Would you return every line of the listing below that has "refused" in it?

********************

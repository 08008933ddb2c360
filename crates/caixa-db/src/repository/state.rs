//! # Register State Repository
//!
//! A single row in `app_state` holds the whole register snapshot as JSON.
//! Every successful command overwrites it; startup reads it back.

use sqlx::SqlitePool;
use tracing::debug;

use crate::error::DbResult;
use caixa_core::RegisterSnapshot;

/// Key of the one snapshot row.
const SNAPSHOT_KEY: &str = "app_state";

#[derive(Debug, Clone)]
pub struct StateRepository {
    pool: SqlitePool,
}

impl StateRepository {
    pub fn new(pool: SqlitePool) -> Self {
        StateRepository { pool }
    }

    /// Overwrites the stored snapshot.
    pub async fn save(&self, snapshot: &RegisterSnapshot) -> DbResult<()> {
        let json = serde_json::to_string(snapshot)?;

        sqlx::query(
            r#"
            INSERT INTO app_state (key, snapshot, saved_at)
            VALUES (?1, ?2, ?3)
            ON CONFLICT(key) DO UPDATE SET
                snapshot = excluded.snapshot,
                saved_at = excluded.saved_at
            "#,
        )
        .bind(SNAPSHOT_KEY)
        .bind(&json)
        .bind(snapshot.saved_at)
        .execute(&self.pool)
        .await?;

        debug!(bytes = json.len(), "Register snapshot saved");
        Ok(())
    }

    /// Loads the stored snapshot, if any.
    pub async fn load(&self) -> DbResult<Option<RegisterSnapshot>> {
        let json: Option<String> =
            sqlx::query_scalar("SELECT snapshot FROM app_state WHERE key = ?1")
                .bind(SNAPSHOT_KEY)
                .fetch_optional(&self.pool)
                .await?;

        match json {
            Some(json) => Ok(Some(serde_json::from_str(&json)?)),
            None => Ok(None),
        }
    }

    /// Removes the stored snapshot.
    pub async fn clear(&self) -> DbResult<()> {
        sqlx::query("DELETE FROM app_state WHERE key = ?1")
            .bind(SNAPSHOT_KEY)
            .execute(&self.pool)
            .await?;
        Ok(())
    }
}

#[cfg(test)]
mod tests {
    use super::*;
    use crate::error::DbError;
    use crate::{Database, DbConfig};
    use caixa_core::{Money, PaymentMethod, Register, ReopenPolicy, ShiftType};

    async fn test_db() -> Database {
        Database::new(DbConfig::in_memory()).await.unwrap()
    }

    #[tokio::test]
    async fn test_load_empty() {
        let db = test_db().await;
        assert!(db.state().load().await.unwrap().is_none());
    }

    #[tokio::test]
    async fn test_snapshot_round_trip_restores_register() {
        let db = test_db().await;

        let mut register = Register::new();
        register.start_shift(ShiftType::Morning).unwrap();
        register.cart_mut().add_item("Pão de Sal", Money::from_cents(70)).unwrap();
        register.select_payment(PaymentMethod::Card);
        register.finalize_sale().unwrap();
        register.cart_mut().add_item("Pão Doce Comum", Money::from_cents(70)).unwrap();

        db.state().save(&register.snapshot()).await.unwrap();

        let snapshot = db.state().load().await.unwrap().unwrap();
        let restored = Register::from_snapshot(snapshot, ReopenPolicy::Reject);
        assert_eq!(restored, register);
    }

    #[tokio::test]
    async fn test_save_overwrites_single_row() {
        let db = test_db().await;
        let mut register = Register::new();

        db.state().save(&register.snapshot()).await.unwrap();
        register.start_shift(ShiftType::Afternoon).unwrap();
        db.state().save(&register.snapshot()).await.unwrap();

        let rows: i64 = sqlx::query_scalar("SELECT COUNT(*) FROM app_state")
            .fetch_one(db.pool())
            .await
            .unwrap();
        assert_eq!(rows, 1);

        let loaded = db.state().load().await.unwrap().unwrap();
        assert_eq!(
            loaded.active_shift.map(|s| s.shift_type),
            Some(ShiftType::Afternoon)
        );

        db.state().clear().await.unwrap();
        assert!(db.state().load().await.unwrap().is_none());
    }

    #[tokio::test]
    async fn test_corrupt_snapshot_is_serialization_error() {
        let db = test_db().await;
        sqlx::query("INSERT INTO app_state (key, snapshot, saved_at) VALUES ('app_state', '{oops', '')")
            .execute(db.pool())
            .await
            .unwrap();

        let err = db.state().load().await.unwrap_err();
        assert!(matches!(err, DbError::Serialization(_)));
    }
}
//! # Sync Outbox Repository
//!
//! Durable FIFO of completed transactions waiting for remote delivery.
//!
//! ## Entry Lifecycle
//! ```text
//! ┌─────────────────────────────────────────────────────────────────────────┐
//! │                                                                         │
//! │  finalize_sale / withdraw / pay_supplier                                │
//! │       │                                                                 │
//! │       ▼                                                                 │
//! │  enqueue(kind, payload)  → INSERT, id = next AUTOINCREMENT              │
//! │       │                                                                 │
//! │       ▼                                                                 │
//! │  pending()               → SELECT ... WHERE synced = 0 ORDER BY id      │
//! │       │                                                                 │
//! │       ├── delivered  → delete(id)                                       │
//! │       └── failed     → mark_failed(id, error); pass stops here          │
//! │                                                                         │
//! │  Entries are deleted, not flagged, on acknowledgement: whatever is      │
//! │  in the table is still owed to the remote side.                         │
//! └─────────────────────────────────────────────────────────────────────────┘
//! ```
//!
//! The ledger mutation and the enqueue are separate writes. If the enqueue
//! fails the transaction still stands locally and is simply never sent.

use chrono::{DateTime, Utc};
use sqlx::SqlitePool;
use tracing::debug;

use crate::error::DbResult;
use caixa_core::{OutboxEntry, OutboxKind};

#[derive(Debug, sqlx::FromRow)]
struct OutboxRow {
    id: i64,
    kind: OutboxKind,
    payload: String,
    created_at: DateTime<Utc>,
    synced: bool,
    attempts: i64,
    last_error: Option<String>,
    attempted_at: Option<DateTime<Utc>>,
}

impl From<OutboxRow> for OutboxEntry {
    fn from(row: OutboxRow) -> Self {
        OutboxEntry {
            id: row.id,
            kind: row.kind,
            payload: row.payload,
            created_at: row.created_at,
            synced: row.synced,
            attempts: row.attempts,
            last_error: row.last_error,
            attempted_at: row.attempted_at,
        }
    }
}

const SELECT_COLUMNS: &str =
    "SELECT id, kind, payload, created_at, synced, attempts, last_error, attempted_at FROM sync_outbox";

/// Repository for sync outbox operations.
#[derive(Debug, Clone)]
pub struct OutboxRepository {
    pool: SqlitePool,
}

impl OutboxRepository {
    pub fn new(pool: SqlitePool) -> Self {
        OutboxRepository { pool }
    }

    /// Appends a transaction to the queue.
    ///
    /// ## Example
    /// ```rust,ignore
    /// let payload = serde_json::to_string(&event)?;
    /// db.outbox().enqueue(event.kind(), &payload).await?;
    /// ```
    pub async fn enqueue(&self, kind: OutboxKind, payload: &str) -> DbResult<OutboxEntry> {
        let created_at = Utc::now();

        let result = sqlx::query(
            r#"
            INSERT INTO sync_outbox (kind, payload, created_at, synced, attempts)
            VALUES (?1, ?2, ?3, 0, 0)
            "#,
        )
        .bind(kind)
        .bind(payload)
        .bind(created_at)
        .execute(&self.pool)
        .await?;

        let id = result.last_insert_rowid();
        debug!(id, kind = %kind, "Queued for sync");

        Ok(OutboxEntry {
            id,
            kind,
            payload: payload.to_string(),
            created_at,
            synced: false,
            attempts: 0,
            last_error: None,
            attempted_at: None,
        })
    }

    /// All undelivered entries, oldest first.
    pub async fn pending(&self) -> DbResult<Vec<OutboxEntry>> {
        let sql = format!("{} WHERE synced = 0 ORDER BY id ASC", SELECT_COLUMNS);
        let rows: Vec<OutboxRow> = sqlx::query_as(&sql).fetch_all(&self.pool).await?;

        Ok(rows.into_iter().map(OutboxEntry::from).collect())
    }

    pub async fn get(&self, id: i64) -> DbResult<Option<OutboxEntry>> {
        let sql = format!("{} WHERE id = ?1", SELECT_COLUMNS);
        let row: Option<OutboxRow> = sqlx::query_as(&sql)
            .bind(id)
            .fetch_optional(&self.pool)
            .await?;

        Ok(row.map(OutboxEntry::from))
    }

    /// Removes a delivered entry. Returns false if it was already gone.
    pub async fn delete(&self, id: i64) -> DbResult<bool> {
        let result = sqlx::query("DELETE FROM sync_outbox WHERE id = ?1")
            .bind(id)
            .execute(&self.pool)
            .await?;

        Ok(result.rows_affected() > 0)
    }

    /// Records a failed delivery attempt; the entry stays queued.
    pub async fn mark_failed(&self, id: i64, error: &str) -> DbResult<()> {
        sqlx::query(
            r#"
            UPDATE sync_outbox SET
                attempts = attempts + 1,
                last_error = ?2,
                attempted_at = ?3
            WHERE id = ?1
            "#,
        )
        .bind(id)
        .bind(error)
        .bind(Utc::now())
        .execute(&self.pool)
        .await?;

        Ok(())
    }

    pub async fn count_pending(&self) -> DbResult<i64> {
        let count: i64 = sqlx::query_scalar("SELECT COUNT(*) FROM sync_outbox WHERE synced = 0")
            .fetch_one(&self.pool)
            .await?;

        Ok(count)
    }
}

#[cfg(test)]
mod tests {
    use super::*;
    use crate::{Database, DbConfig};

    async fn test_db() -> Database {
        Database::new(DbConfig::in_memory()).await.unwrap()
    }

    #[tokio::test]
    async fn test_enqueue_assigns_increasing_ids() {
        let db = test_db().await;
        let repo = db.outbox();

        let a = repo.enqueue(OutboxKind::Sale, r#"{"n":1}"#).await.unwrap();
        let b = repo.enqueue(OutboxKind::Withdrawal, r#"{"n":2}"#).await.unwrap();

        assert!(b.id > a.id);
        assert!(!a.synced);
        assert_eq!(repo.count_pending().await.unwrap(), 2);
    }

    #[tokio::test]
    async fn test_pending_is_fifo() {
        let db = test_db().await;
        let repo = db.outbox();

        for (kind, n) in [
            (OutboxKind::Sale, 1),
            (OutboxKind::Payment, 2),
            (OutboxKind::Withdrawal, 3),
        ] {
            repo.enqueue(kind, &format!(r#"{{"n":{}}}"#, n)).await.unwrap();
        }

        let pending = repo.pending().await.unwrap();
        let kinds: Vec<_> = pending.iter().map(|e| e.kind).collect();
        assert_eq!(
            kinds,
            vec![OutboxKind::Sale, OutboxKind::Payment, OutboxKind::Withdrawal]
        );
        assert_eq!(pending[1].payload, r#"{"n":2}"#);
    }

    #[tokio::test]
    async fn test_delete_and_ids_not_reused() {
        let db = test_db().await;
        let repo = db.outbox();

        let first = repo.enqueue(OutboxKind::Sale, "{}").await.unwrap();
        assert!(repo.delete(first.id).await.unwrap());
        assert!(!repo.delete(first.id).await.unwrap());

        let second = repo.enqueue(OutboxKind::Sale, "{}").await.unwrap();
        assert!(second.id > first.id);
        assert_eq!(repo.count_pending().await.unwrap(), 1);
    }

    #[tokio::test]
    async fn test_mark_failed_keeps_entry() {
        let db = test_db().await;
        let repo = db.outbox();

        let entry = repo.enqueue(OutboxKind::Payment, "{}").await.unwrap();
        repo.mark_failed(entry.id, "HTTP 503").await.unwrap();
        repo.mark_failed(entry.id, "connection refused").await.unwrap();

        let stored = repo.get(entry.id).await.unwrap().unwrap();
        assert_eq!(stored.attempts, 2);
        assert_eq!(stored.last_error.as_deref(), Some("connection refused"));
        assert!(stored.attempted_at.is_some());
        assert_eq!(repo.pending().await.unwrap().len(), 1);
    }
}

********************

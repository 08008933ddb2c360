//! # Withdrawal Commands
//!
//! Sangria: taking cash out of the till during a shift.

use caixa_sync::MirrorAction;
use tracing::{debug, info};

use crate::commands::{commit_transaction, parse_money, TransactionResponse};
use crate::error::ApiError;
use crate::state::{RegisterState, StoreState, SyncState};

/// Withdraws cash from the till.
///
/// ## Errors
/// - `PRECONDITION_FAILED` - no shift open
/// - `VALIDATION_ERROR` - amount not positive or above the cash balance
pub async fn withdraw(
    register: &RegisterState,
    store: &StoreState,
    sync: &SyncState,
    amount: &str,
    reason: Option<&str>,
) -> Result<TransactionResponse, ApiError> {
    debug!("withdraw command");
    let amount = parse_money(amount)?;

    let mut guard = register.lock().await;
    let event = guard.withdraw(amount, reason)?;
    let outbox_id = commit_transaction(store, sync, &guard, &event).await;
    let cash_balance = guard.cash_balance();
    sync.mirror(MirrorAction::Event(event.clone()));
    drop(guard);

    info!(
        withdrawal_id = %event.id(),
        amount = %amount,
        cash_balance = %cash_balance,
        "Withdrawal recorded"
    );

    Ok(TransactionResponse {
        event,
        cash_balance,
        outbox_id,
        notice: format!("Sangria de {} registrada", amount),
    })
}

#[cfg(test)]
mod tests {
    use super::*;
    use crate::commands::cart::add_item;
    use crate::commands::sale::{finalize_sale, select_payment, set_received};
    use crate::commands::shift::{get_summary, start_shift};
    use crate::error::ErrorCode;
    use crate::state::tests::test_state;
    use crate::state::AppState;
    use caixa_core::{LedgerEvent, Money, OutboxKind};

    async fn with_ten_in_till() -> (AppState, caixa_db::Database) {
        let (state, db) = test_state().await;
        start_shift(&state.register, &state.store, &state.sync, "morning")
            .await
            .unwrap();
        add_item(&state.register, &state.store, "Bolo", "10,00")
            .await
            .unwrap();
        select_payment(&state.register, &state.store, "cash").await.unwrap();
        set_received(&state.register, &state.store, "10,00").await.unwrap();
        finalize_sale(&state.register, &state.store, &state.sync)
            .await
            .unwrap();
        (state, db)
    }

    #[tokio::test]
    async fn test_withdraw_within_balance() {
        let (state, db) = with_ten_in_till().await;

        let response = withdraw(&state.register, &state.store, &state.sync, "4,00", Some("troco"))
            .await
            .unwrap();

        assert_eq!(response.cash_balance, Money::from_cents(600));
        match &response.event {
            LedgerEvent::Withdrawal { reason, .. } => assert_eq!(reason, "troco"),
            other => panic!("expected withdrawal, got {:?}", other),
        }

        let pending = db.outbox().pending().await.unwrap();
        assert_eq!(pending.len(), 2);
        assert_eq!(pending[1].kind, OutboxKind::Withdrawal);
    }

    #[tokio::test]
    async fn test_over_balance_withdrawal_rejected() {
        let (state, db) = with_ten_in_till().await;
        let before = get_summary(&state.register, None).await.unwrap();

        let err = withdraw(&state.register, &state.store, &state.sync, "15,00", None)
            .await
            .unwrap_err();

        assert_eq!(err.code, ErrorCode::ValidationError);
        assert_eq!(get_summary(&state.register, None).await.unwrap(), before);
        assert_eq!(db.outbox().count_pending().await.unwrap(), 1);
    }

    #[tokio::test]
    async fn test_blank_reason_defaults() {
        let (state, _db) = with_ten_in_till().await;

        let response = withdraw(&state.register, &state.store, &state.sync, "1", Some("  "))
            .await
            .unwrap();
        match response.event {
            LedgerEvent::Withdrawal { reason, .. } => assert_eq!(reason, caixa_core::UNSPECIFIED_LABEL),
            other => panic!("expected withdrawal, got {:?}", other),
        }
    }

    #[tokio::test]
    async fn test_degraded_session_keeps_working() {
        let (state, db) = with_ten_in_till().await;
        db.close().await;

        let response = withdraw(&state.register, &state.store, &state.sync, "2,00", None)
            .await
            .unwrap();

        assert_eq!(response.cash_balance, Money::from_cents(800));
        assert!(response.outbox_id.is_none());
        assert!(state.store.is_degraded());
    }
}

********************

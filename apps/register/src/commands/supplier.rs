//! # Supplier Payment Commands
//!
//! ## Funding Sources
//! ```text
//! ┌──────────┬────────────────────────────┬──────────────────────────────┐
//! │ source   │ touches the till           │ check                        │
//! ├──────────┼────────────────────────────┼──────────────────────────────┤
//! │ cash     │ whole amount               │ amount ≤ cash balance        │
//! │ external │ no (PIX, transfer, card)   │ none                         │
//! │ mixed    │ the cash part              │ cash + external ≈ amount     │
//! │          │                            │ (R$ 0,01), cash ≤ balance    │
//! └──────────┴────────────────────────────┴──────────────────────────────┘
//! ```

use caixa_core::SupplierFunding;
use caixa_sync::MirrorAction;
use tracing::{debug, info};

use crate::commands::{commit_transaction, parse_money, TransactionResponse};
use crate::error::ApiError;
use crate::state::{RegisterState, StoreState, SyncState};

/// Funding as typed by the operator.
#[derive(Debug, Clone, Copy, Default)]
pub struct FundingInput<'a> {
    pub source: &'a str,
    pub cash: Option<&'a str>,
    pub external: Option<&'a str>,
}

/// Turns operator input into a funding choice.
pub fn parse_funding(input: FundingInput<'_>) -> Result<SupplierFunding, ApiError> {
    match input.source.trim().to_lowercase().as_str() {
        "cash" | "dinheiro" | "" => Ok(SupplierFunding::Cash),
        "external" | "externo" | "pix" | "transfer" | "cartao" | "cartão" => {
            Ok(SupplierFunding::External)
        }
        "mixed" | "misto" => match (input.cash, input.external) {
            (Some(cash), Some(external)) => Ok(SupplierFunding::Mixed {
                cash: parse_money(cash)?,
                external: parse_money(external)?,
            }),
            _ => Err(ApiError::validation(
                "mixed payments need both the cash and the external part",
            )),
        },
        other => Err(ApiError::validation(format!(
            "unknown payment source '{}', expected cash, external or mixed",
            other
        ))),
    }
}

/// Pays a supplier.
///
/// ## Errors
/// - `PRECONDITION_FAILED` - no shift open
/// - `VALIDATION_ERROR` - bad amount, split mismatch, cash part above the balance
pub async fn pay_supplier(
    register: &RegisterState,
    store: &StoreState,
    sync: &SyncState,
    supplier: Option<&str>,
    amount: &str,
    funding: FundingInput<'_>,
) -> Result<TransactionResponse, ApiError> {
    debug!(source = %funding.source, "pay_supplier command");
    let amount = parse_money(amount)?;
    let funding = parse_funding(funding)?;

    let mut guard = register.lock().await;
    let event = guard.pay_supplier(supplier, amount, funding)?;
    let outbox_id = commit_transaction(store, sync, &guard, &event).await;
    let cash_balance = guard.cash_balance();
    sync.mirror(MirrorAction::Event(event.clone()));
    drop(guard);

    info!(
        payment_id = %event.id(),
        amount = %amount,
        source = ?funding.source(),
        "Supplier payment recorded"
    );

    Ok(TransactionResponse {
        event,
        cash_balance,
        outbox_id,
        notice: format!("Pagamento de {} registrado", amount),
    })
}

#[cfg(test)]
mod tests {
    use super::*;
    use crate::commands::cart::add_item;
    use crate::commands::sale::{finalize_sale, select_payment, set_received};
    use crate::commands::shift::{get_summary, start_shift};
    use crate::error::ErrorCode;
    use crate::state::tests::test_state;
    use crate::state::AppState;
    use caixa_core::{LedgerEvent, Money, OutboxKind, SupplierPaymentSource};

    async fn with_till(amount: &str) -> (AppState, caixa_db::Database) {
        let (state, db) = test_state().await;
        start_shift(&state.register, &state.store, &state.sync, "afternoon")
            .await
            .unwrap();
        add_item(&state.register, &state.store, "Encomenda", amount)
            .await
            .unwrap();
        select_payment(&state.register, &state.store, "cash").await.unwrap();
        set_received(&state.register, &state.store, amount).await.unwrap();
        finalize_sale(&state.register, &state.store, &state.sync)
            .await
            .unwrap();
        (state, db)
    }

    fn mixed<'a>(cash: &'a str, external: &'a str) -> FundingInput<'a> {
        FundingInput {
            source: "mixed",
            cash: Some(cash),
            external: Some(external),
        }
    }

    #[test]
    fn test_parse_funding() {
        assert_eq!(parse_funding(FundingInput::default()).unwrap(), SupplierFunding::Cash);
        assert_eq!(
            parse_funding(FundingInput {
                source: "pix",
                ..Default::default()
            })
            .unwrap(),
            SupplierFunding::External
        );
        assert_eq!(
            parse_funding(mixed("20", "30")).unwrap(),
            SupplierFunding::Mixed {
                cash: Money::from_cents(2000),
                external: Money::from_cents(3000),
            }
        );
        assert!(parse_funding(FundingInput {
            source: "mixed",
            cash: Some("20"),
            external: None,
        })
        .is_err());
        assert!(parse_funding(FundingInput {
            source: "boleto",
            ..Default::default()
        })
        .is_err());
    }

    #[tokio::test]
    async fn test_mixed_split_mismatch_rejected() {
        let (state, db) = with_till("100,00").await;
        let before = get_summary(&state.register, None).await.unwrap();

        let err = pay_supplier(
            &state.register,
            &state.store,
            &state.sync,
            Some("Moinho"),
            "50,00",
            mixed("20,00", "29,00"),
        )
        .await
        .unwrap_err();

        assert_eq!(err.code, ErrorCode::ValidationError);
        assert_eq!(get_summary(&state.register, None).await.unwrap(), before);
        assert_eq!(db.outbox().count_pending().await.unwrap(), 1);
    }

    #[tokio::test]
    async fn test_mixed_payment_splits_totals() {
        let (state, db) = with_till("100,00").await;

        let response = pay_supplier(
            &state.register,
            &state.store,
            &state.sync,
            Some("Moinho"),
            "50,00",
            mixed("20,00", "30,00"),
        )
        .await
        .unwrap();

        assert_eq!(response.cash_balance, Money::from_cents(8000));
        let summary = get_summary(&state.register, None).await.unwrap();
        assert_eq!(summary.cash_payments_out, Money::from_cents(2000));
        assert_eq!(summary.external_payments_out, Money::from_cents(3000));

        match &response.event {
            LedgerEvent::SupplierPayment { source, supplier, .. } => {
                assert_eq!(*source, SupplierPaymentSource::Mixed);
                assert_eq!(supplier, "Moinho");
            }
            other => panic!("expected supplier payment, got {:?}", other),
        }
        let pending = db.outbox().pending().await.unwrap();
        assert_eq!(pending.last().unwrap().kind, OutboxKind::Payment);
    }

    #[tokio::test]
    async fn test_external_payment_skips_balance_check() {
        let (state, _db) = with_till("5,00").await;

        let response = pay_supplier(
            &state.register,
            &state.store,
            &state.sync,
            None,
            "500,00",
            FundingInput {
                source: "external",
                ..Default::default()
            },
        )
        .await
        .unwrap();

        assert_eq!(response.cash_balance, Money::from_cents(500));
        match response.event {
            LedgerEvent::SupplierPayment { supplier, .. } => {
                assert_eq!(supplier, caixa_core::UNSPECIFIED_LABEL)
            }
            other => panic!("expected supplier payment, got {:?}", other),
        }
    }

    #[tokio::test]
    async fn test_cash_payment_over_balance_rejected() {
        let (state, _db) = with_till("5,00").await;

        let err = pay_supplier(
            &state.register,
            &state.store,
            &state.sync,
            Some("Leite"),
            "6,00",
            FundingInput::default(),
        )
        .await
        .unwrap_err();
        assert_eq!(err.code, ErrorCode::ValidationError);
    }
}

********************

# RESPONSE BOX
        repo.mark_failed(entry.id, "connection refused").await.unwrap();
        assert_eq!(stored.last_error.as_deref(), Some("connection refused"));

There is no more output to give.